§ PROBLEM STATEMENT: Return, from the data below, each line that contains the word "vertex".

§ DATA EXCERPTS:

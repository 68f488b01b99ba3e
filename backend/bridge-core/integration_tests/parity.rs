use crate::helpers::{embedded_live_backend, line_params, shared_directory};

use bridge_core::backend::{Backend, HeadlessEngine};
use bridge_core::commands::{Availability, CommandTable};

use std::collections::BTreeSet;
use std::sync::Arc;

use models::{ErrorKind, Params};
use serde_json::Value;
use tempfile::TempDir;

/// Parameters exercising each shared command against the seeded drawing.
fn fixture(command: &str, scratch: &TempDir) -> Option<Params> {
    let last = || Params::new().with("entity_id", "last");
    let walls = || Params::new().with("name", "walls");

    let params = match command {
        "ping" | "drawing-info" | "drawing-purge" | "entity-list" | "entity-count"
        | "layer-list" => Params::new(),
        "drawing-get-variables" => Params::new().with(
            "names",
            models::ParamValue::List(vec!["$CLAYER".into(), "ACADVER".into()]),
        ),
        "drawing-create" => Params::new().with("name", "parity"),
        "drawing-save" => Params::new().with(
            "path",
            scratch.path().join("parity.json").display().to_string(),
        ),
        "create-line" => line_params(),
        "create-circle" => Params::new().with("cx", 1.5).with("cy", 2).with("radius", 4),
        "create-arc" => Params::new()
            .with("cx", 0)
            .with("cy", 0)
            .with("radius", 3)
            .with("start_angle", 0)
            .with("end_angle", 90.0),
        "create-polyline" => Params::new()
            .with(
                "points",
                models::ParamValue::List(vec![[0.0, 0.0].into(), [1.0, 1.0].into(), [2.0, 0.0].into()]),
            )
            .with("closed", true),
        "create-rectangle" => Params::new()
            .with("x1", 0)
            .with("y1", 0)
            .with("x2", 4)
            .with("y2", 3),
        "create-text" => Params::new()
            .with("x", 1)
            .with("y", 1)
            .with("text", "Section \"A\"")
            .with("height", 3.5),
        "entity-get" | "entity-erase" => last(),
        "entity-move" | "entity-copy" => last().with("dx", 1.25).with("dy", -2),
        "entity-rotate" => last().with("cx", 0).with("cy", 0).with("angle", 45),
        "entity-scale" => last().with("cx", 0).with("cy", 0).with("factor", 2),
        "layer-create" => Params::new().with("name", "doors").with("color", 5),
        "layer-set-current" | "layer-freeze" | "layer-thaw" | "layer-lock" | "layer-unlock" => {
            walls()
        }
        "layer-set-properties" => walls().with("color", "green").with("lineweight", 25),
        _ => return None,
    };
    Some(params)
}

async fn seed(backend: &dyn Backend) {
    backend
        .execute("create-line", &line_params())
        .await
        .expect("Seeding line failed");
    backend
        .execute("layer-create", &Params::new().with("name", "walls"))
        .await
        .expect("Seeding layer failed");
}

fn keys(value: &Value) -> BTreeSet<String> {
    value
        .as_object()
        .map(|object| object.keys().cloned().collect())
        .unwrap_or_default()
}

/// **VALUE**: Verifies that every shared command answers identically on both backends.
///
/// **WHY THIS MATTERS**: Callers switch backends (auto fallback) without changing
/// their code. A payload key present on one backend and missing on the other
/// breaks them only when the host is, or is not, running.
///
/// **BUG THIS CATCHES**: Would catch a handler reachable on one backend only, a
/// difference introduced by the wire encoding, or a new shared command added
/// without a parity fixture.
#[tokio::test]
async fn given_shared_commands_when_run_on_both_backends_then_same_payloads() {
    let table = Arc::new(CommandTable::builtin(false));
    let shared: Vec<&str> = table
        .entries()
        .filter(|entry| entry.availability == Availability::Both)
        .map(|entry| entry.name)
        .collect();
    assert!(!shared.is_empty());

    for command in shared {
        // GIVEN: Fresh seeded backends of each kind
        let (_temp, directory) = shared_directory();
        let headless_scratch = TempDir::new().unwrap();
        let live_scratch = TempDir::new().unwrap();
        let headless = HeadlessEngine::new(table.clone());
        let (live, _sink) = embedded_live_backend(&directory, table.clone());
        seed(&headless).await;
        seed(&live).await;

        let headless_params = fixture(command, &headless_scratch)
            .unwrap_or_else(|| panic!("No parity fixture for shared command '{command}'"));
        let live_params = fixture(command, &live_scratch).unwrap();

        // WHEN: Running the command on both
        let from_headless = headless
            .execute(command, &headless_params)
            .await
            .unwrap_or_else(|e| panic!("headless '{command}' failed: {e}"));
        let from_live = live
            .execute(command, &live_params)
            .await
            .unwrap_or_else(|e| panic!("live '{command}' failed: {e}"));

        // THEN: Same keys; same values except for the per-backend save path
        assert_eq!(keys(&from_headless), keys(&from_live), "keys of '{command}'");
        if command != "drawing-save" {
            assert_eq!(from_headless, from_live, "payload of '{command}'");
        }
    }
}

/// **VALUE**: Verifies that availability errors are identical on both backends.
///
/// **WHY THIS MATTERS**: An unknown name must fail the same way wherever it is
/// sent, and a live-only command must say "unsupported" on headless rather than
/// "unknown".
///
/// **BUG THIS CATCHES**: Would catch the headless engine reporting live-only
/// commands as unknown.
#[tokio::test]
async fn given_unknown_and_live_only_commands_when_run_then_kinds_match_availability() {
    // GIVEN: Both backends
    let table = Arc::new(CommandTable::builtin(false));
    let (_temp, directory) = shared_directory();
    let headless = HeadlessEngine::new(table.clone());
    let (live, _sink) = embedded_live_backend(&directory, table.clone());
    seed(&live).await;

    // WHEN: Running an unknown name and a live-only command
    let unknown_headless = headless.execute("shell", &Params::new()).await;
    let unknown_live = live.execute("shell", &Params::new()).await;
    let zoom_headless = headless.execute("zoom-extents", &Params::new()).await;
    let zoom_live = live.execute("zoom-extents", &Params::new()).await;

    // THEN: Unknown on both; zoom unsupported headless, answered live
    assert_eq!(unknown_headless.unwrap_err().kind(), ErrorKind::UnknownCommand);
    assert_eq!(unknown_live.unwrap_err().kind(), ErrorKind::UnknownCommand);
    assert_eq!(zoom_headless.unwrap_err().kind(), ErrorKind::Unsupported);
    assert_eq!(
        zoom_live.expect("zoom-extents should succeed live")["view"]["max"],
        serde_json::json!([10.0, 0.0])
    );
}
* * *
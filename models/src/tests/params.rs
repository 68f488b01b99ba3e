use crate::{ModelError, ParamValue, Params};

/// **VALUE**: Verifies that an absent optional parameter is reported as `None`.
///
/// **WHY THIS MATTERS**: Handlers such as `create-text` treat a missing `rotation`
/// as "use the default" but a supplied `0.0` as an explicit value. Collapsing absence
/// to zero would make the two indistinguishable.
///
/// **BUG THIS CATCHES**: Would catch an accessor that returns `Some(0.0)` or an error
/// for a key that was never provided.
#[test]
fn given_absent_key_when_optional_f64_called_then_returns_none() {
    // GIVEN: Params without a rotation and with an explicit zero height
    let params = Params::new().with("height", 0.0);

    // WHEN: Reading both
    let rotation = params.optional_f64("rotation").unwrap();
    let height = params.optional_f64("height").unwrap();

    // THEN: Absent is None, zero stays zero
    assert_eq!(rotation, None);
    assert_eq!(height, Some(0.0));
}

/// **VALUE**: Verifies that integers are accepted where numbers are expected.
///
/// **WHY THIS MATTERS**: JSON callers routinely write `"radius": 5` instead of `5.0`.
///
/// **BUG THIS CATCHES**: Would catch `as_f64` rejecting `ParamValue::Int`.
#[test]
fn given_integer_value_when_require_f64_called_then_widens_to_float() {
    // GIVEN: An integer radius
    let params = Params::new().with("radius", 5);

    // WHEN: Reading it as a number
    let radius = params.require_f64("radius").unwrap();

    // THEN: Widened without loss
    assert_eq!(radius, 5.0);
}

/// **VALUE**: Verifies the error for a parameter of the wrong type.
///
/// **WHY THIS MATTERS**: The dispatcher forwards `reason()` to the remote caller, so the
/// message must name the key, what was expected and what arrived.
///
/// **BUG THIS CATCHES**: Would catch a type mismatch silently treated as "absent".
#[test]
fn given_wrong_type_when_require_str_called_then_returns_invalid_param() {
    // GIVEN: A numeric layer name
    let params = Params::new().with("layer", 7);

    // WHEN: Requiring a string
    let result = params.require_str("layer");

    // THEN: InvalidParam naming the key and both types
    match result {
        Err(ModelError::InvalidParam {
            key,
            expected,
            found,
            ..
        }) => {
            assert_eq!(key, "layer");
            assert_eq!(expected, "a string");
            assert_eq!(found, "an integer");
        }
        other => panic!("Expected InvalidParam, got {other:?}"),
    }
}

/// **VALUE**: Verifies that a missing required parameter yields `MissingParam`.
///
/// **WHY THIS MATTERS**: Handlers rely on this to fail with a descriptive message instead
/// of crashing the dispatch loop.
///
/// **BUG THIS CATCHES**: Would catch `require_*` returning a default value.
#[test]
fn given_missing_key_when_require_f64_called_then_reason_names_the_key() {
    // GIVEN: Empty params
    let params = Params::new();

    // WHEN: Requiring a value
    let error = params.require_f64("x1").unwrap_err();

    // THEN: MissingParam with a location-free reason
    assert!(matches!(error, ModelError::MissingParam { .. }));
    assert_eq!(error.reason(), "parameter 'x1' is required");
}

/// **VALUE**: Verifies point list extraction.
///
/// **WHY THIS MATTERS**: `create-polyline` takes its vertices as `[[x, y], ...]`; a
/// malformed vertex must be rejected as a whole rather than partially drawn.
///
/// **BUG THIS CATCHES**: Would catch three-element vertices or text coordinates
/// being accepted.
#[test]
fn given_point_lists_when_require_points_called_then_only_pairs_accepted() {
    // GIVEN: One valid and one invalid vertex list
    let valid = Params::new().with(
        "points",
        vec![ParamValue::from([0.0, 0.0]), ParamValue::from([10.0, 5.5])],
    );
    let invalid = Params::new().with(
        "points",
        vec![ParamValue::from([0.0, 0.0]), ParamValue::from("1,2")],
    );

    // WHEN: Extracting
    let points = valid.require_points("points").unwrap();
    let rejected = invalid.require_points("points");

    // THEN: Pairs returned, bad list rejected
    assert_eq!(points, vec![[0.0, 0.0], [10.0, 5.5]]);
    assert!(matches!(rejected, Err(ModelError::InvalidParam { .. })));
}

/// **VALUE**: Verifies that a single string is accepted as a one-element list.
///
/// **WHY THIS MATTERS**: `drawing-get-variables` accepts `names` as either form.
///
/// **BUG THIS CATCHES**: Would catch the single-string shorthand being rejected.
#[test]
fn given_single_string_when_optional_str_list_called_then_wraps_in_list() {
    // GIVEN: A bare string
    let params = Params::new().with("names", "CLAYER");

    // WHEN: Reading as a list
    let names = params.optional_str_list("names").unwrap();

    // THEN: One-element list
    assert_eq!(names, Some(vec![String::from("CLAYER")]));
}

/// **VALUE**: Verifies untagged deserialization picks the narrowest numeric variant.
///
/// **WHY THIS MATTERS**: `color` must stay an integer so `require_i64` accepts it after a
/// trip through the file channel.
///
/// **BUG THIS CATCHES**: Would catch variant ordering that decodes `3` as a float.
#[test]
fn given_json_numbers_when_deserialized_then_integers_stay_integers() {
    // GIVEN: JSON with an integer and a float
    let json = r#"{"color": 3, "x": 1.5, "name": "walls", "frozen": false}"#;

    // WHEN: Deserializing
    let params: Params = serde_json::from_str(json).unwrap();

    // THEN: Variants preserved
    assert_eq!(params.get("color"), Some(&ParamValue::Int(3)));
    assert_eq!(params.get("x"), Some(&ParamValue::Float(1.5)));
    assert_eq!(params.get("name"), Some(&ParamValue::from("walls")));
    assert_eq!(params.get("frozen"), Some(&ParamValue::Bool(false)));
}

§ SOLUTION FOR THIS TASK:
/// malformed vertex must be rejected as a whole rather than partially drawn.
    // GIVEN: One valid and one invalid vertex list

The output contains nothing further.